Fried and processed foods have been identified as increasing low-grade inflammation throughout our bodies, and inflammation appears to play a role in the development of chronic diseases and brain-related ailments such as dementia and Alzheimer’s disease. 

And healthier, less processed foods act as anti-inflammatory agents in the body, so it’s best to choose foods still in or close to their natural state.

While not always a fool proof system, when you’re reading food labels, finding foods with an ingredients list with five or fewer items is often a good place to start.

Dark chocolate has gotten some good press in recent years – and for good reason.

Studies have shown that eating chocolate improves mood and decreases stress. 

Flavonoids in the cocoa plant increase blood flow in the brain, as well as having a protective and anti-inflammatory effect on neurons in the brain. 

Scientists also think that the simple pleasure of eating chocolate boosts one’s mood. 

Finding pleasure in a piece of chocolate stimulates areas of the brain that play a role in treating depression.

Choose darker chocolate.
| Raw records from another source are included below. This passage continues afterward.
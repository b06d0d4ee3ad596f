// crates/bowtie-report-cli/src/main_tests.rs
// ============================================================================
// Module: CLI Main Helpers Tests
// Description: Unit tests for bounded reads and output rendering.
// Purpose: Ensure size limits fail closed and renderers stay consistent.
// Dependencies: bowtie-report-cli main helpers, tempfile
// ============================================================================

//! ## Overview
//! Validates `read_bytes_with_limit` and `read_with_limit` enforce size
//! limits, and that the summary and matrix renderers reflect the aggregator.

#![allow(
    clippy::panic,
    clippy::print_stdout,
    clippy::print_stderr,
    clippy::unwrap_used,
    clippy::expect_used,
    clippy::use_debug,
    clippy::dbg_macro,
    clippy::panic_in_result_fn,
    clippy::unwrap_in_result,
    reason = "Test-only output and panic-based assertions are permitted."
)]

// ============================================================================
// SECTION: Imports
// ============================================================================

use std::fs;

use bowtie_report_core::CaseResult;
use bowtie_report_core::IngestOutcome;
use bowtie_report_core::ParserLimits;
use bowtie_report_core::ReportFilter;
use bowtie_report_core::ingest_str;
use bowtie_report_core::matrix;
use bowtie_report_core::summarize;
use serde_json::Value;

use super::ReadLimitError;
use super::cell_label;
use super::highlighted;
use super::language_filter;
use super::read_bytes_with_limit;
use super::read_with_limit;
use super::render_matrix_json;
use super::render_matrix_text;
use super::render_summary_json;
use super::render_summary_markdown;
use super::render_summary_text;

// ============================================================================
// SECTION: Helpers
// ============================================================================

const STREAM: &str = r#"{"implementations": {"rs": {"name": "jsonschema-rs", "language": "rust", "homepage": "https://example.com/rs"}, "py": {"name": "jsonschema", "language": "python"}}, "bowtie_version": "2024.1.1"}
{"case": {"description": "enum with null", "schema": {}, "tests": [{"description": "null", "instance": null, "valid": true}, {"description": "one", "instance": 1, "valid": false}]}, "seq": 0}
{"case": {"description": "type integer", "schema": {}, "tests": [{"description": "int", "instance": 1, "valid": true}]}, "seq": 1}
{"implementation": "rs", "seq": 0, "results": [{"valid": true}, {"valid": true}]}
{"implementation": "rs", "seq": 1, "results": [{"valid": true}]}
{"implementation": "py", "seq": 0, "skipped": true, "message": "unsupported"}
"#;

fn outcome() -> IngestOutcome {
    ingest_str(STREAM, ParserLimits::default()).unwrap()
}

// ============================================================================
// SECTION: Bounded Reads
// ============================================================================

#[test]
fn read_bytes_with_limit_allows_small_file() {
    let dir = tempfile::tempdir().unwrap();
    let path = dir.path().join("small.jsonl");
    fs::write(&path, b"ok").unwrap();

    let bytes = read_bytes_with_limit(&path, 16).unwrap();
    assert_eq!(bytes, b"ok");
}

#[test]
fn read_bytes_with_limit_rejects_large_file() {
    let dir = tempfile::tempdir().unwrap();
    let path = dir.path().join("large.jsonl");
    fs::write(&path, vec![b'x'; 9]).unwrap();

    match read_bytes_with_limit(&path, 8) {
        Err(ReadLimitError::TooLarge {
            size,
            limit,
        }) => {
            assert_eq!(size, 9);
            assert_eq!(limit, 8);
        }
        Err(ReadLimitError::Io(err)) => panic!("unexpected io error: {err}"),
        Ok(_) => panic!("expected size limit failure"),
    }
}

#[test]
fn read_with_limit_stops_streams_one_past_the_limit() {
    let input = vec![b'x'; 64];
    match read_with_limit(input.as_slice(), 10) {
        Err(ReadLimitError::TooLarge {
            size,
            limit,
        }) => {
            assert_eq!(size, 11);
            assert_eq!(limit, 10);
        }
        other => panic!("unexpected result: {other:?}"),
    }
    assert_eq!(read_with_limit(&b"exact"[..], 5).unwrap(), b"exact");
}

// ============================================================================
// SECTION: Rendering
// ============================================================================

#[test]
fn summary_text_lists_each_selected_implementation() {
    let outcome = outcome();
    let summaries = summarize(&outcome.report);
    let text = render_summary_text(&outcome.report, None, &summaries);
    let lines: Vec<&str> = text.lines().collect();

    assert_eq!(
        lines[0],
        "Dialect: unspecified | Bowtie: 2024.1.1 | Cases: 2 | Tests: 3 | Run: incomplete"
    );
    assert_eq!(
        lines[1],
        "jsonschema (Python, py): 1 errored cases, 2 skipped, 0 failed (0 unsuccessful, 0 errored)"
    );
    assert_eq!(
        lines[2],
        "jsonschema-rs (Rust, rs): 0 errored cases, 0 skipped, 1 failed (1 unsuccessful, 0 errored)"
    );
}

#[test]
fn summary_markdown_links_names_with_homepages() {
    let outcome = outcome();
    let report = &outcome.report;
    let filter = language_filter(&["rust".to_string()]);
    let summaries = bowtie_report_core::summarize_selected(report, filter.implementations(report));
    let markdown = render_summary_markdown(report, None, &summaries);

    assert!(markdown.starts_with("# Bowtie Report Summary"));
    assert!(markdown.contains("| [jsonschema-rs](https://example.com/rs) | Rust | 0 | 0 | 1 | 0 |"));
    assert!(!markdown.contains("| jsonschema |"));
}

#[test]
fn summary_json_flattens_stats() {
    let outcome = outcome();
    let summaries = summarize(&outcome.report);
    let value: Value =
        serde_json::from_str(&render_summary_json(&outcome, None, &summaries).unwrap()).unwrap();

    assert_eq!(value["cases"], 2);
    assert_eq!(value["complete"], false);
    assert_eq!(value["malformed_records"], 0);
    let python = &value["implementations"][0];
    assert_eq!(python["id"], "py");
    assert_eq!(python["errored_cases"], 1);
    assert_eq!(python["skipped_tests"], 2);
    assert_eq!(python["failed_tests"], 0);
}

#[test]
fn summary_reports_harness_runtime_details() {
    let stream = r#"{"implementations": {"py": {"name": "jsonschema", "language": "python", "language_version": "3.12.1", "os": "Linux", "os_version": "6.1", "source": "https://example.com/src"}, "go": {"name": "gojsonschema", "language": "go", "os": "Darwin"}}}
"#;
    let outcome = ingest_str(stream, ParserLimits::default()).unwrap();
    let summaries = summarize(&outcome.report);

    let text = render_summary_text(&outcome.report, None, &summaries);
    let lines: Vec<&str> = text.lines().collect();
    assert_eq!(lines[2], "  Runtime: Darwin");
    assert_eq!(lines[4], "  Runtime: Python 3.12.1 on Linux 6.1");
    assert_eq!(lines[5], "  Source: https://example.com/src");

    let value: Value =
        serde_json::from_str(&render_summary_json(&outcome, None, &summaries).unwrap()).unwrap();
    let python = &value["implementations"][1]["runtime"];
    assert_eq!(python["language_version"], "3.12.1");
    assert_eq!(python["os"], "Linux");
    assert_eq!(python["os_version"], "6.1");
    assert_eq!(python["source"], "https://example.com/src");
    let go = &value["implementations"][0]["runtime"];
    assert_eq!(go["os"], "Darwin");
    assert!(go.get("language_version").is_none());
}

#[test]
fn matrix_text_marks_defaults_and_search_hits() {
    let outcome = outcome();
    let report = &outcome.report;
    let filter = ReportFilter::new().with_search("ENUM");
    let grid = matrix(filter.implementations(report), filter.cases(report));
    let text = render_matrix_text(&grid, filter.search());
    let lines: Vec<&str> = text.lines().collect();

    assert_eq!(lines[0], "Columns: jsonschema | jsonschema-rs");
    assert_eq!(lines[1], "Case 0: *enum* with null");
    assert_eq!(lines[2], "  1. null: skip | ok");
    assert_eq!(lines[3], "  2. one: skip | FAIL");
    assert!(lines[4].starts_with("Legend:"));
}

#[test]
fn matrix_json_fills_unreported_cases() {
    let outcome = outcome();
    let report = &outcome.report;
    let filter = ReportFilter::new();
    let grid = matrix(filter.implementations(report), filter.cases(report));
    let value: Value = serde_json::from_str(&render_matrix_json(&grid).unwrap()).unwrap();

    let python = &value["cases"][1]["results"][0];
    assert_eq!(python["implementation"], "py");
    assert_eq!(python["results"][0]["state"], "errored");
    assert_eq!(value["cases"][1]["tests"][0], "int");
}

#[test]
fn cell_labels_follow_the_three_state_outcome() {
    assert_eq!(cell_label(Some(&CaseResult::from_verdict(true, Some(true)))), "ok");
    assert_eq!(cell_label(Some(&CaseResult::from_verdict(true, Some(false)))), "FAIL");
    assert_eq!(
        cell_label(Some(&CaseResult::Skipped {
            message: None,
        })),
        "skip"
    );
    assert_eq!(cell_label(Some(&CaseResult::errored())), "err");
    assert_eq!(cell_label(None), "err");
}

#[test]
fn highlighting_is_optional() {
    assert_eq!(highlighted("Enum values", None), "Enum values");
    assert_eq!(highlighted("Enum values", Some("VAL")), "Enum *val*ues");
}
It has less added sugar than milk chocolate, but you still need to hold your consumption to about one ounce per day.

And don’t forget to pay attention to your gut instincts.

Who knew how interdependent our brain health is on our healthy gut bacteria? 

Communication between our intestines and our brains takes place via the nervous system.

This partnership plays a vital role in disease development and has become the focus of recent research on the gut’s relationship to depression and anxiety. 

Early studies suggest that maintaining “good” gut bacteria may actually have a positive effect on our moods, and help reduce anxiety.

Adding fermented foods like yogurt, sauerkraut, pickles, pickled vegetables, kimchi, kombucha, and foods with active live cultures to your diet will help keep good gut bacteria alive and thriving.

It’s quite normal to reach for sweet or starchy foods when we’re sad or stressed.

And there’s a reason for that.

The digestion of carbohydrates stimulates the production of serotonin – that’s the neurotransmitter that regulates mood. Increased serotonin production is the focus of many antidepressant drugs. 

While all carbohydrates trigger serotonin production, a diet focused on lower-glycemic foods, such as whole grains, vegetables and beans, are associated with lower rates of depression. 

Bottom line? Choose vegetables, rather than sweets and simple carbohydrates, whenever you can. 

Sweet potatoes, whole grains, beans, fruit, and low-fat dairy are better sources of carbohydrates and will help you maintain an elevated mood.

And think about zinc.

Zinc is involved in more than 300 different processes in the human body, including those which affect brain health. 

Studies show an inverse relationship between zinc levels in the body and depression – meaning people with lower zinc levels are more likely to be more depressed.  

This means that there’s a good reason why we start craving oysters around the holidays and throughout the winter months. It’s nature’s way of helping us boost our zinc levels.

Eat a few zinc-rich foods several times a week, especially in the winter; foods like oysters and other shellfish, lean beef, yogurt, whole grains and beans.

Armed with all this nutritional knowledge I just know we’ll be making smart food choices this winter, which will not only keep us healthier, but also in better spirits.